Il rappelle qu’OVHcloud a d’ailleurs récemment enrichi son offre de services « prêts à l’emploi » concernant les traitements de données. Ceux-ci devraient déboucher en 2021 sur une gamme complète d’algorithmes, notamment en intelligence artificielle, sur lesquels les entreprises n’auraient plus qu’à déposer leurs données à traiter. « Nous travaillons avec des startups qui développent ces algorithmes. Ils seront présentés sur notre portail comme des services PaaS, c’est-à-dire des plateformes de fonctions entièrement paramétrables selon les objectifs des entreprises », dit le directeur technique.

Alain Fiocco indique qu’OVHcloud planche par ailleurs sur une nouvelle génération de serveurs, dotés des derniers processeurs d’Intel et AMD – il ne cite pas les processeurs ARM, toutefois – accolés à des GPU Nvidia et des baies de SSD uniquement NVMe pour maximiser les performances. Surtout, l’opérateur serait très satisfait des résultats obtenus par ses équipes sur des développements internes relatifs aux SmartNICs, ces nouvelles générations de cartes contrôleur entièrement programmables pour optimiser les réseaux Ethernet et de stockage.

« Nous restons sur des équipements standard en ce qui concerne les cœurs de réseau. En revanche, nous planchons sur des baies de 16 cartes SmartNICs motorisées avec une pile de logiciels Open source pour les fonctions de routage, et reliées aux bus PCIe des serveurs via un réseau de câbles optiques. Ce type de design inédit devrait nous permettre de proposer des services d’infrastructures au meilleur rapport puissance/prix », assure-t-il.

Selon les informations que LeMagIT a pu obtenir, ces baies de cartes SmartNICs fonctionneraient sous le système SONiC mis en Open source par Microsoft pour tout ce qui concerne le routage. Elles utiliseraient également les technologies d’Exten pour véhiculer les données au protocole de stockage NVMe-over-Fabric. Exten est une startup américaine qu’OVHcloud a également rachetée cet été.

Un des 22 fondateurs de GAIA-X

Enfin, OVHcloud revendique être l’une des locomotives de GAIA-X, la récente initiative paneuropéenne qui consiste à standardiser un cloud de confiance en Europe et qui a depuis peu évolué en association à but non lucratif.

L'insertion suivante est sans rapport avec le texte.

mod app;
mod ui;

use anyhow::{Context, Result};
use app::{poll_event, run_speed_test, App, AppAction, TestUpdate};
use crossterm::event::Event;
use gspeed::speedtest::TestPhase;
use gspeed::{IspRegistry, Settings, SpeedTest};
use ratatui::DefaultTerminal;
use std::fs::File;
use std::sync::Arc;
use std::time::Duration;
use tokio::sync::mpsc;
use ui::draw_ui;

fn init_logging() -> Result<()> {
    let mut builder =
        env_logger::Builder::from_env(env_logger::Env::default().default_filter_or("warn"));
    // stderr would scribble over the alternate screen
    if let Ok(path) = std::env::var("GSPEED_LOG_FILE") {
        let file = File::create(&path).with_context(|| format!("opening log file {}", path))?;
        builder.target(env_logger::Target::Pipe(Box::new(file)));
    }
    builder.init();
    Ok(())
}

#[tokio::main]
async fn main() -> Result<()> {
    dotenvy::dotenv().ok();
    init_logging()?;

    let registry = IspRegistry::builtin();
    let settings = Settings::from_env()?;
    let server = gspeed::settings::server_from_env(&registry)?;
    let operator = registry.by_id(server.isp).clone();
    let engine = SpeedTest::new(&settings)?;
    log::info!(
        "Testing against {} ({}:{}, {})",
        server.name,
        server.host,
        server.port,
        server.server_type
    );

    let mut terminal = ratatui::init();
    terminal.clear()?;

    let mut app = App::new(Arc::new(server), operator, settings);
    let result = run_app(&mut terminal, &mut app, engine).await;

    ratatui::restore();
    result
}

async fn run_app(terminal: &mut DefaultTerminal, app: &mut App, engine: SpeedTest) -> Result<()> {
    let mut test_rx: Option<mpsc::Receiver<TestUpdate>> = None;

    loop {
        terminal.draw(|frame| draw_ui(frame, app))?;

        if let Some(rx) = test_rx.as_mut() {
            loop {
                match rx.try_recv() {
                    Ok(update) => handle_update(app, update),
                    Err(mpsc::error::TryRecvError::Empty) => break,
                    Err(mpsc::error::TryRecvError::Disconnected) => {
                        if app.is_running() {
                            app.complete_test();
                        }
                        test_rx = None;
                        break;
                    }
                }
            }
        }

        if let Some(Event::Key(key)) = poll_event(Duration::from_millis(30))? {
            if let Some(action) = app.handle_key_event(key) {
                match action {
                    AppAction::Quit => break,
                    AppAction::StartTest => {
                        app.reset_for_new_test();
                        app.phase = TestPhase::Checking;

                        let (tx, rx) = mpsc::channel(64);
                        let (cancel_tx, cancel_rx) = mpsc::channel(1);

                        app.set_cancel_tx(cancel_tx);
                        test_rx = Some(rx);

                        let engine = engine.clone();
                        let server = Arc::clone(&app.server);
                        let settings = app.settings.clone();
                        tokio::spawn(async move {
                            if let Err(err) =
                                run_speed_test(tx, cancel_rx, engine, server, settings).await
                            {
                                log::error!("Speed test failed: {:#}", err);
                            }
                        });
                    }
                    AppAction::CancelTest => {
                        app.cancel_test();
                        test_rx = None;
                    }
                }
            }
        }

        if app.should_quit {
            break;
        }
    }

    Ok(())
}

fn handle_update(app: &mut App, update: TestUpdate) {
    match update {
        TestUpdate::ServerUp => app.phase = TestPhase::Ping,
        TestUpdate::ServerDown => app.phase = TestPhase::Unreachable,
        TestUpdate::PingComplete(latency) => {
            app.update_latency(latency);
            app.phase = TestPhase::Download;
        }
        TestUpdate::DownloadProgress(p) => app.update_download_progress(p),
        TestUpdate::DownloadComplete {
            speed_mbps,
            total_bytes,
        } => {
            app.result.download_mbps = speed_mbps;
            app.result.download_bytes = total_bytes;
            app.phase = TestPhase::Upload;
        }
        TestUpdate::UploadProgress(p) => app.update_upload_progress(p),
        TestUpdate::UploadComplete {
            speed_mbps,
            total_bytes,
        } => {
            app.result.upload_mbps = speed_mbps;
            app.result.upload_bytes = total_bytes;
            app.complete_test();
        }
    }
}
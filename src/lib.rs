//! gspeed - speed test engine for GlobalSpeed-style backends
//!
//! Measures download and upload throughput with a fixed pool of concurrent
//! HTTP transfers, and latency/jitter with ICMP echoes that fall back to
//! timed HTTP requests when raw sockets are not available.
//!
//! # Features
//!
//! - Three backend dialects (GlobalSpeed, Perception, WirelessSpeed)
//! - Per-server URI overrides
//! - Asymmetric exponential jitter smoothing
//! - Live rate sampling for progress displays

pub mod counter;
pub mod error;
pub mod isp;
pub mod server;
pub mod settings;
pub mod speedtest;

pub use counter::Counter;
pub use error::{Error, Result};
pub use isp::{IspRegistry, Operator, ServerGlobal};
pub use server::{Server, ServerType, TestKind};
pub use settings::Settings;
pub use speedtest::{
    ping::{Latency, LatencyStrategy, Network},
    SpeedTest, TransferOptions, TransferProgress, TransferResult,
};

/// Library version
pub const VERSION: &str = env!("CARGO_PKG_VERSION");
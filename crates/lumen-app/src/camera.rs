//! Camera and view management.

use glam::{Mat4, Vec3};

/// Pinhole camera. Ray generation reconstructs rays from the inverse matrices.
#[derive(Debug, Clone)]
pub struct Camera {
    pub position: Vec3,
    pub direction: Vec3,
    pub up: Vec3,
    /// Vertical field of view in radians.
    pub fov: f32,
    pub aspect: f32,
    pub near: f32,
    pub far: f32,
}

impl Default for Camera {
    fn default() -> Self {
        Self {
            position: Vec3::new(0.0, 0.0, 5.0),
            direction: Vec3::NEG_Z,
            up: Vec3::Y,
            fov: std::f32::consts::FRAC_PI_4,
            aspect: 16.0 / 9.0,
            near: 0.1,
            far: 1000.0,
        }
    }
}

/// Push constant block read by the ray generation shader (128 bytes).
#[repr(C)]
#[derive(Clone, Copy, Debug, PartialEq, bytemuck::Pod, bytemuck::Zeroable)]
pub struct CameraPushConstants {
    pub inverse_view: Mat4,
    pub inverse_projection: Mat4,
}

impl Camera {
    pub fn looking_at(position: Vec3, target: Vec3, aspect: f32) -> Self {
        Self {
            position,
            direction: (target - position).normalize(),
            aspect,
            ..Self::default()
        }
    }

    pub fn look_at(&mut self, target: Vec3) {
        self.direction = (target - self.position).normalize();
    }

    pub fn set_aspect(&mut self, aspect: f32) {
        self.aspect = aspect;
    }

    pub fn view_matrix(&self) -> Mat4 {
        Mat4::look_to_rh(self.position, self.direction, self.up)
    }

    /// Right-handed projection with Vulkan's flipped Y.
    pub fn projection_matrix(&self) -> Mat4 {
        let mut projection = Mat4::perspective_rh(self.fov, self.aspect, self.near, self.far);
        projection.y_axis.y *= -1.0;
        projection
    }

    pub fn push_constants(&self) -> CameraPushConstants {
        CameraPushConstants {
            inverse_view: self.view_matrix().inverse(),
            inverse_projection: self.projection_matrix().inverse(),
        }
    }
}

#[cfg(test)]
mod tests {
    use super::*;
    use approx::assert_relative_eq;
    use glam::Vec4;

    #[test]
    fn push_constants_fit_guaranteed_limit() {
        assert_eq!(std::mem::size_of::<CameraPushConstants>(), 128);
    }

    #[test]
    fn center_ray_points_along_direction() {
        let camera = Camera::looking_at(Vec3::new(0.0, 2.0, 5.0), Vec3::new(0.0, 2.0, 0.0), 1.5);
        let push = camera.push_constants();

        let origin = push.inverse_view.transform_point3(Vec3::ZERO);
        assert_relative_eq!(origin.x, 0.0, epsilon = 1e-5);
        assert_relative_eq!(origin.y, 2.0, epsilon = 1e-5);
        assert_relative_eq!(origin.z, 5.0, epsilon = 1e-5);

        let target = push.inverse_projection * Vec4::new(0.0, 0.0, 1.0, 1.0);
        let direction = push
            .inverse_view
            .transform_vector3(target.truncate().normalize());
        assert_relative_eq!(direction.z, -1.0, epsilon = 1e-5);
    }

    #[test]
    fn projection_flips_y() {
        let camera = Camera::default();
        let clip = camera.projection_matrix() * Vec4::new(0.0, 1.0, -1.0, 1.0);
        assert!(clip.y < 0.0);
    }
}
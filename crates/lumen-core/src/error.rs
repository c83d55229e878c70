//! Error types for the engine.

use thiserror::Error;

/// Engine-wide error type.
#[derive(Error, Debug)]
pub enum Error {
    /// I/O error
    #[error("I/O error: {0}")]
    Io(#[from] std::io::Error),

    /// Image decoding error
    #[error("Image decode error: {0}")]
    ImageDecode(String),

    /// Invalid data error
    #[error("Invalid data: {0}")]
    InvalidData(String),

    /// Resource not found
    #[error("Resource not found: {0}")]
    NotFound(String),

    /// GPU error
    #[error("GPU error: {0}")]
    Gpu(String),
}

/// Result type alias using our Error type.
pub type Result<T> = std::result::Result<T, Error>;
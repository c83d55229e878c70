//! GPU memory management.

use crate::buffer::{BufferDesc, GpuBuffer};
use crate::error::{GpuError, Result};
use crate::image::{GpuImage, ImageDesc};
use ash::vk;
use gpu_allocator::vulkan::{
    Allocation, AllocationCreateDesc, AllocationScheme, Allocator, AllocatorCreateDesc,
};
use gpu_allocator::MemoryLocation;
use parking_lot::Mutex;
use std::sync::Arc;

/// Allocator handle shared between the context and deferred destructors.
pub type SharedAllocator = Arc<Mutex<GpuAllocator>>;

/// GPU memory allocator wrapper.
pub struct GpuAllocator {
    allocator: Option<Allocator>,
    device: Arc<ash::Device>,
}

impl GpuAllocator {
    /// Create a new allocator.
    ///
    /// # Safety
    /// The instance, device, and physical device must be valid.
    pub unsafe fn new(
        instance: &ash::Instance,
        device: Arc<ash::Device>,
        physical_device: vk::PhysicalDevice,
    ) -> Result<Self> {
        let allocator = Allocator::new(&AllocatorCreateDesc {
            instance: instance.clone(),
            device: (*device).clone(),
            physical_device,
            debug_settings: gpu_allocator::AllocatorDebugSettings {
                log_memory_information: cfg!(debug_assertions),
                log_leaks_on_shutdown: true,
                store_stack_traces: false,
                log_allocations: false,
                log_frees: false,
                log_stack_traces: false,
            },
            buffer_device_address: true,
            allocation_sizes: Default::default(),
        })
        .map_err(|e| GpuError::AllocationFailed(e.to_string()))?;

        Ok(Self {
            allocator: Some(allocator),
            device,
        })
    }

    /// Device the allocator was created for.
    pub fn device(&self) -> &Arc<ash::Device> {
        &self.device
    }

    fn inner(&mut self) -> Result<&mut Allocator> {
        self.allocator
            .as_mut()
            .ok_or_else(|| GpuError::InvalidState("allocator already shut down".to_string()))
    }

    fn allocate(
        &mut self,
        name: &str,
        requirements: vk::MemoryRequirements,
        location: MemoryLocation,
        linear: bool,
    ) -> Result<Allocation> {
        self.inner()?
            .allocate(&AllocationCreateDesc {
                name,
                requirements,
                location,
                linear,
                allocation_scheme: AllocationScheme::GpuAllocatorManaged,
            })
            .map_err(|e| GpuError::AllocationFailed(format!("{name}: {e}")))
    }

    fn free(&mut self, allocation: Allocation) -> Result<()> {
        self.inner()?
            .free(allocation)
            .map_err(|e| GpuError::AllocationFailed(e.to_string()))
    }

    /// Create a buffer and bind freshly allocated memory to it.
    ///
    /// The description is validated before any Vulkan call is made.
    #[cfg_attr(feature = "profiling-tracy", tracing::instrument(level = "trace", skip_all))]
    pub fn create_buffer(&mut self, desc: &BufferDesc<'_>) -> Result<GpuBuffer> {
        desc.validate()?;

        let buffer_info = vk::BufferCreateInfo::default()
            .size(desc.size)
            .usage(desc.usage)
            .sharing_mode(vk::SharingMode::EXCLUSIVE);

        let buffer = unsafe { self.device.create_buffer(&buffer_info, None)? };
        let requirements = unsafe { self.device.get_buffer_memory_requirements(buffer) };

        let allocation = match self.allocate(desc.name, requirements, desc.location, true) {
            Ok(allocation) => allocation,
            Err(e) => {
                unsafe { self.device.destroy_buffer(buffer, None) };
                return Err(e);
            }
        };

        if let Err(e) = unsafe {
            self.device
                .bind_buffer_memory(buffer, allocation.memory(), allocation.offset())
        } {
            unsafe { self.device.destroy_buffer(buffer, None) };
            self.free(allocation)?;
            return Err(e.into());
        }

        tracing::trace!(name = desc.name, size = desc.size, "created buffer");

        Ok(GpuBuffer::from_parts(
            buffer,
            Some(allocation),
            desc.size,
            desc.usage,
        ))
    }

    /// Destroy a buffer and release its memory.
    ///
    /// Only call this once no in-flight work references the buffer; otherwise
    /// go through [`crate::DeletionQueue::retire_buffer`].
    pub fn destroy_buffer(&mut self, buffer: GpuBuffer) -> Result<()> {
        let (handle, allocation) = buffer.into_parts();
        unsafe { self.device.destroy_buffer(handle, None) };
        if let Some(allocation) = allocation {
            self.free(allocation)?;
        }
        Ok(())
    }

    /// Create an image and bind freshly allocated memory to it.
    pub fn create_image(&mut self, desc: &ImageDesc<'_>) -> Result<GpuImage> {
        desc.validate()?;

        let create_info = desc.create_info();
        let image = unsafe { self.device.create_image(&create_info, None)? };
        let requirements = unsafe { self.device.get_image_memory_requirements(image) };

        let allocation = match self.allocate(desc.name, requirements, desc.location, false) {
            Ok(allocation) => allocation,
            Err(e) => {
                unsafe { self.device.destroy_image(image, None) };
                return Err(e);
            }
        };

        if let Err(e) = unsafe {
            self.device
                .bind_image_memory(image, allocation.memory(), allocation.offset())
        } {
            unsafe { self.device.destroy_image(image, None) };
            self.free(allocation)?;
            return Err(e.into());
        }

        tracing::trace!(
            name = desc.name,
            width = desc.extent.width,
            height = desc.extent.height,
            "created image"
        );

        Ok(GpuImage::from_parts(image, Some(allocation), desc))
    }

    /// Destroy an image and release its memory.
    pub fn destroy_image(&mut self, image: GpuImage) -> Result<()> {
        let (handle, allocation) = image.into_parts();
        unsafe { self.device.destroy_image(handle, None) };
        if let Some(allocation) = allocation {
            self.free(allocation)?;
        }
        Ok(())
    }

    /// Shutdown the allocator, freeing all GPU memory.
    ///
    /// This must be called before the Vulkan device is destroyed.
    /// Any remaining allocations are freed and logged as leaks.
    pub fn shutdown(&mut self) {
        if let Some(allocator) = self.allocator.take() {
            drop(allocator);
        }
    }
}

impl Drop for GpuAllocator {
    fn drop(&mut self) {
        self.shutdown();
    }
}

« GAIA-X n’est absolument pas un nouveau gadget de l’état », s’emporte Alban Schmutz, en charge des dossiers stratégiques et gouvernementaux chez OVHcloud, après que LeMagIT lui a demandé si l’on ne risquait pas de se diriger vers un nouveau projet de cloud souverain sans lendemain façon CloudWatt-Numergy.

« Le but de GAIA-X va au-delà du service public. Il s’agit d’abord d’adresser les besoins des industriels et des opérateurs essentiels. »
Alban SchmutzSVP Public Affairs, OVHcloud

« Ce projet est facilité par les gouvernements français et allemands, mais ils ne le pilotent pas. Par ailleurs, même si, bien entendu, nous apprécierions que l’état en tant qu’acheteur de ressources informatiques fasse preuve d’exemplarité, le but de GAIA-X va au-delà du service public. Il s’agit d’abord d’adresser les besoins des industriels et des opérateurs essentiels. GAIA-X n’est pas l’Airbus du cloud, c’est un écosystème d’acteurs qui partagent des règles contractuelles et techniques pour être interopérables », explique-t-il.

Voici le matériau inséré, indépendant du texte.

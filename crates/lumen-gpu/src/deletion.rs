//! Deferred destruction of GPU objects.
//!
//! With several frames in flight a resource released by the CPU may still be
//! read by a command buffer the GPU has not finished. Destructors are queued
//! here and only run after enough frame generations have passed, or
//! immediately at teardown once the device is idle.

use crate::buffer::GpuBuffer;
use crate::image::GpuImage;
use crate::memory::SharedAllocator;
use ash::vk;
use std::collections::VecDeque;
use std::sync::Arc;

struct DeletionEntry {
    destroy: Box<dyn FnOnce()>,
    age: u32,
}

/// FIFO queue of deferred destructors.
pub struct DeletionQueue {
    entries: VecDeque<DeletionEntry>,
    retire_after: u32,
}

impl DeletionQueue {
    /// Create a queue whose entries run once they have survived
    /// `retire_after` ticks.
    pub fn new(retire_after: u32) -> Self {
        Self {
            entries: VecDeque::new(),
            retire_after,
        }
    }

    /// Queue sized for `frames_in_flight` concurrent frames.
    pub fn for_frames_in_flight(frames_in_flight: usize) -> Self {
        Self::new(frames_in_flight as u32 + 1)
    }

    /// Number of ticks an entry must survive before it runs.
    pub fn retire_after(&self) -> u32 {
        self.retire_after
    }

    /// Number of pending destructors.
    pub fn len(&self) -> usize {
        self.entries.len()
    }

    pub fn is_empty(&self) -> bool {
        self.entries.is_empty()
    }

    /// Enqueue a destructor. Nothing runs until [`Self::execute`].
    pub fn submit<F>(&mut self, destroy: F)
    where
        F: FnOnce() + 'static,
    {
        self.entries.push_back(DeletionEntry {
            destroy: Box::new(destroy),
            age: 0,
        });
    }

    /// Run every destructor that is old enough, or all of them when
    /// `force_immediate` is set, and age the rest by one tick.
    ///
    /// Returns the number of destructors run. Call once per frame, and once
    /// with `force_immediate` after the device is idle at shutdown.
    #[cfg_attr(feature = "profiling-tracy", tracing::instrument(level = "trace", skip_all))]
    pub fn execute(&mut self, force_immediate: bool) -> usize {
        let mut executed = 0;
        let mut survivors = VecDeque::with_capacity(self.entries.len());

        while let Some(mut entry) = self.entries.pop_front() {
            if force_immediate || entry.age >= self.retire_after {
                (entry.destroy)();
                executed += 1;
            } else {
                entry.age += 1;
                survivors.push_back(entry);
            }
        }

        self.entries = survivors;
        if executed > 0 {
            tracing::trace!(executed, pending = self.entries.len(), "deletion queue tick");
        }
        executed
    }

    /// Defer destruction of a buffer and its memory.
    pub fn retire_buffer(&mut self, allocator: &SharedAllocator, buffer: GpuBuffer) {
        let allocator = Arc::clone(allocator);
        self.submit(move || {
            if let Err(e) = allocator.lock().destroy_buffer(buffer) {
                tracing::error!("Failed to destroy retired buffer: {e}");
            }
        });
    }

    /// Defer destruction of an image and its memory.
    pub fn retire_image(&mut self, allocator: &SharedAllocator, image: GpuImage) {
        let allocator = Arc::clone(allocator);
        self.submit(move || {
            if let Err(e) = allocator.lock().destroy_image(image) {
                tracing::error!("Failed to destroy retired image: {e}");
            }
        });
    }

    /// Defer destruction of an image view.
    pub fn retire_image_view(&mut self, device: &Arc<ash::Device>, view: vk::ImageView) {
        let device = Arc::clone(device);
        self.submit(move || unsafe { device.destroy_image_view(view, None) });
    }

    /// Defer destruction of a sampler.
    pub fn retire_sampler(&mut self, device: &Arc<ash::Device>, sampler: vk::Sampler) {
        let device = Arc::clone(device);
        self.submit(move || unsafe { device.destroy_sampler(sampler, None) });
    }
}

impl Drop for DeletionQueue {
    fn drop(&mut self) {
        if !self.entries.is_empty() {
            tracing::warn!(
                pending = self.entries.len(),
                "Deletion queue dropped with pending entries; GPU objects leaked"
            );
        }
    }
}

#[cfg(test)]
mod tests {
    use super::*;
    use std::cell::Cell;
    use std::rc::Rc;

    fn counting_queue(n: usize, retire_after: u32) -> (DeletionQueue, Rc<Cell<usize>>) {
        let counter = Rc::new(Cell::new(0));
        let mut queue = DeletionQueue::new(retire_after);
        for _ in 0..n {
            let counter = Rc::clone(&counter);
            queue.submit(move || counter.set(counter.get() + 1));
        }
        (queue, counter)
    }

    #[test]
    fn submit_has_no_side_effects() {
        let (mut queue, counter) = counting_queue(4, 3);
        assert_eq!(counter.get(), 0);
        assert_eq!(queue.len(), 4);
        queue.execute(true);
    }

    #[test]
    fn nothing_runs_before_three_ticks() {
        let (mut queue, counter) = counting_queue(5, 3);
        for _ in 0..3 {
            assert_eq!(queue.execute(false), 0);
        }
        assert_eq!(counter.get(), 0);

        assert_eq!(queue.execute(false), 5);
        assert_eq!(counter.get(), 5);
        assert!(queue.is_empty());
    }

    #[test]
    fn forced_tick_empties_queue() {
        let (mut queue, counter) = counting_queue(7, 3);
        queue.execute(false);
        assert_eq!(queue.execute(true), 7);
        assert_eq!(counter.get(), 7);
        assert!(queue.is_empty());
    }

    #[test]
    fn entries_age_independently() {
        let (mut queue, counter) = counting_queue(1, 3);
        queue.execute(false);
        queue.execute(false);

        let late = Rc::clone(&counter);
        queue.submit(move || late.set(late.get() + 10));

        queue.execute(false);
        assert_eq!(queue.execute(false), 1);
        assert_eq!(counter.get(), 1);
        assert_eq!(queue.len(), 1);

        queue.execute(false);
        assert_eq!(queue.execute(false), 1);
        assert_eq!(counter.get(), 11);
    }

    #[test]
    fn runs_in_submission_order() {
        let order = Rc::new(std::cell::RefCell::new(Vec::new()));
        let mut queue = DeletionQueue::new(0);
        for i in 0..3 {
            let order = Rc::clone(&order);
            queue.submit(move || order.borrow_mut().push(i));
        }
        queue.execute(false);
        assert_eq!(*order.borrow(), vec![0, 1, 2]);
    }

    #[test]
    fn sized_from_frames_in_flight() {
        assert_eq!(DeletionQueue::for_frames_in_flight(2).retire_after(), 3);
    }
}
//! Per-frame context for rendering.

use ash::vk;

/// Context for the frame being recorded.
pub struct FrameContext {
    pub command_buffer: vk::CommandBuffer,
    /// Index of the acquired swapchain image.
    pub image_index: u32,
    pub swapchain_image: vk::Image,
    pub extent: vk::Extent2D,
    /// Frame-in-flight slot, for per-slot resources.
    pub frame_index: usize,
    /// Delta time since last frame in seconds.
    pub dt: f32,
    pub frame_number: u64,
}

Impliqué lui-même dans GAIA-X sur le sujet des codes de conduite à suivre, Alban Schmutz assure que les projets de GAIA-X sont complémentaires avec les efforts de développements que mène actuellement OVHcloud. « OVHcloud travaille avec ses concurrents sur une première série de services standardisés, qui devraient être disponibles d’ici à l’été 2021. »

Pour l’heure, GAIA-X est composé de 22 membres fondateurs, dont OVHcloud. 130 grandes entreprises auraient fait leur demande pour rejoindre l’association dès le début de son activité officielle, laquelle n’a pas encore démarré.